“A life once given up for lost — now a story that’s saving others.”
At 18, he was told he wouldn’t survive cancer. What followed was an agonizing battle through the wreckage of failed treatments, where hope flickered like a distant light.
Eight years later, his four-year-old daughter was diagnosed with terminal leukaemia. She, too, endured the brutal toll of chemotherapy — and, like her father, she survived. She would go on to win two silver medals for Team GB at the 1998 World Swimming Championships in New Zealand.
From the ashes of suffering, he rose — not just healed, but transformed. Returning to the very hospital that once sealed his fate, he became a senior cancer nurse specialist, guiding others through the same darkness he had once known.
Now, fifty years on, he is one of the UK’s longest-living cancer survivors.
His journey stretches from the thundering stages of rock festivals to the sacred lands of the Lakota Sioux Nation — from despair to healing — in a memoir that pulses with courage, compassion, and quiet triumph.
“Shadow of a Survivor,” by John Walker Pattison, is more than an award-winning memoir. It’s a lifeline — a testament to resilience, to love, and to the fierce strength that can rise from suffering.

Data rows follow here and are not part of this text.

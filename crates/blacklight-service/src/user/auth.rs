//! Registration, login and the bootstrap administrator.

use std::sync::Arc;

use chrono::{DateTime, Utc};
use serde::{Deserialize, Serialize};
use tracing::{info, warn};

use blacklight_auth::jwt::JwtEncoder;
use blacklight_auth::password::{PasswordHasher, PasswordValidator};
use blacklight_core::config::AuthConfig;
use blacklight_core::error::AppError;
use blacklight_core::result::AppResult;
use blacklight_database::store::UserStore;
use blacklight_entity::user::{CreateUser, User, UserRole};

/// Self-registration form. New accounts are always customers.
#[derive(Debug, Clone, Deserialize)]
#[serde(rename_all = "camelCase")]
pub struct Registration {
    pub name: String,
    pub email: String,
    pub password: String,
    pub phone_number: Option<String>,
    pub location: Option<String>,
    pub image: Option<String>,
}

#[derive(Debug, Clone, Deserialize)]
pub struct Credentials {
    pub email: String,
    pub password: String,
}

/// A signed-in user and their access token.
#[derive(Debug, Clone, Serialize)]
#[serde(rename_all = "camelCase")]
pub struct AuthSession {
    pub token: String,
    pub token_type: &'static str,
    pub expires_at: DateTime<Utc>,
    pub user: User,
}

#[derive(Clone)]
pub struct AuthService {
    users: Arc<dyn UserStore>,
    hasher: Arc<PasswordHasher>,
    validator: Arc<PasswordValidator>,
    encoder: Arc<JwtEncoder>,
}

impl AuthService {
    pub fn new(
        users: Arc<dyn UserStore>,
        hasher: Arc<PasswordHasher>,
        validator: Arc<PasswordValidator>,
        encoder: Arc<JwtEncoder>,
    ) -> Self {
        Self {
            users,
            hasher,
            validator,
            encoder,
        }
    }

    pub async fn register(&self, form: Registration) -> AppResult<AuthSession> {
        let name = form.name.trim();
        if name.is_empty() {
            return Err(AppError::validation("Name must not be empty"));
        }
        let email = normalize_email(&form.email)?;
        self.validator.validate(&form.password)?;

        let user = self
            .users
            .create(&CreateUser {
                name: name.to_string(),
                email,
                password_hash: self.hasher.hash_password(&form.password)?,
                role: UserRole::Customer,
                phone_number: form.phone_number,
                location: form.location,
                image: form.image,
            })
            .await?;

        info!(user_id = %user.id, email = %user.email, "User registered");
        self.session_for(user)
    }

    /// Unknown e-mail and wrong password fail the same way.
    pub async fn login(&self, credentials: Credentials) -> AppResult<AuthSession> {
        let email = credentials.email.trim().to_lowercase();
        let Some(user) = self.users.find_by_email(&email).await? else {
            warn!(email = %email, "Login failed: unknown e-mail");
            return Err(invalid_credentials());
        };

        if !self
            .hasher
            .verify_password(&credentials.password, &user.password_hash)?
        {
            warn!(user_id = %user.id, "Login failed: wrong password");
            return Err(invalid_credentials());
        }

        info!(user_id = %user.id, role = %user.role, "User logged in");
        self.session_for(user)
    }

    /// Create the configured administrator if no account uses its e-mail.
    pub async fn ensure_bootstrap_admin(&self, config: &AuthConfig) -> AppResult<()> {
        let email = normalize_email(&config.bootstrap_admin_email)?;
        if self.users.find_by_email(&email).await?.is_some() {
            return Ok(());
        }

        let admin = self
            .users
            .create(&CreateUser {
                name: config.bootstrap_admin_name.clone(),
                email,
                password_hash: self.hasher.hash_password(&config.bootstrap_admin_password)?,
                role: UserRole::Admin,
                phone_number: None,
                location: None,
                image: None,
            })
            .await?;

        warn!(user_id = %admin.id, email = %admin.email, "Bootstrap admin created; change its password");
        Ok(())
    }

    fn session_for(&self, user: User) -> AppResult<AuthSession> {
        let issued = self.encoder.issue(&user)?;
        Ok(AuthSession {
            token: issued.token,
            token_type: "Bearer",
            expires_at: issued.expires_at,
            user,
        })
    }
}

fn invalid_credentials() -> AppError {
    AppError::unauthorized("Invalid e-mail or password")
}

fn normalize_email(email: &str) -> AppResult<String> {
    let email = email.trim().to_lowercase();
    match email.split_once('@') {
        Some((local, domain)) if !local.is_empty() && domain.contains('.') => Ok(email),
        _ => Err(AppError::validation(format!("Invalid e-mail address: '{email}'"))),
    }
}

The psychological burden of any cancer diagnosis is immense: therefore, it needs treating, in the same way that we treat the physicality of cancer: discuss?
BIOGRAPHY John Walker Pattison was born in the wonderful seaside town of South Shields 67 years ago, and he calls himself a dreamer. However, there is little doubt that the crucial hinge in John’s life is his beautiful wife, June. “Nothing is more important than family,” says John.
He retired from his post as a senior clinical nurse specialist and head of service in haematology at his local hospital, partially due to his chronic illnesses as a consequence of the salubrious chemotherapy and radiotherapy he received decades ago, this being the same hospital that established his cancer diagnosis almost 50 years earlier; at that time his parents were told that he would not survive, yet here he is today, humbled to be one of the longest living cancer survivors in the UK.
He has written dozens of articles for national and international nursing and medical press - presented lectures the length and breadth of the country on many aspects of haematology and cancer management. He is honoured to have won numerous awards both locally and nationally for his work in haematology. However, Pattison knows that being one of the longest cancer survivors is his greatest achievement.
John Walker Pattison recently completed his memoirs, ‘Me, and My Shadow – memoirs of a cancer survivor’ which was published on 31st October 2022.
In addition, following the completion of his memoirs and in retirement he is now focusing on children’s fiction. John declares, “I have always been an elasticated Grandpa – relaying exaggerated stories to my grandchildren for many years.” These unbelievable tales are now the basis for his children’s books.
In 2021, his inaugural title, ‘Strange Trips and Weird Adventures’ was published, as part of a series of adventures of Daniel and Papa. ‘Blenkinsop Blabbermouth and the Ghost of Broderick McCaffery,’ was published on 16th December 2022, ‘The Fastest Water Pistol in Splodge City’ has a target publication date of mid-2023 and the fourth title, ‘The Kingdom of Huckleberry Jam,’ is to be released late 2023. Meanwhile, Lunar von Buella the Mystical Mouse from Missoula is a work in progress.
Pattison enjoys the solitude and escapism of fly fishing and photographing Native Americans. More significantly, he found solace throughout his cancer journey in the history, and spirituality of the Lakota Sioux Nation.
In 2018, he would spend time on Pine Ridge Indian Reservation with the indigenous people of South Dakota, the people who, unknowingly, supported him through his, and life's greatest challenge, cancer.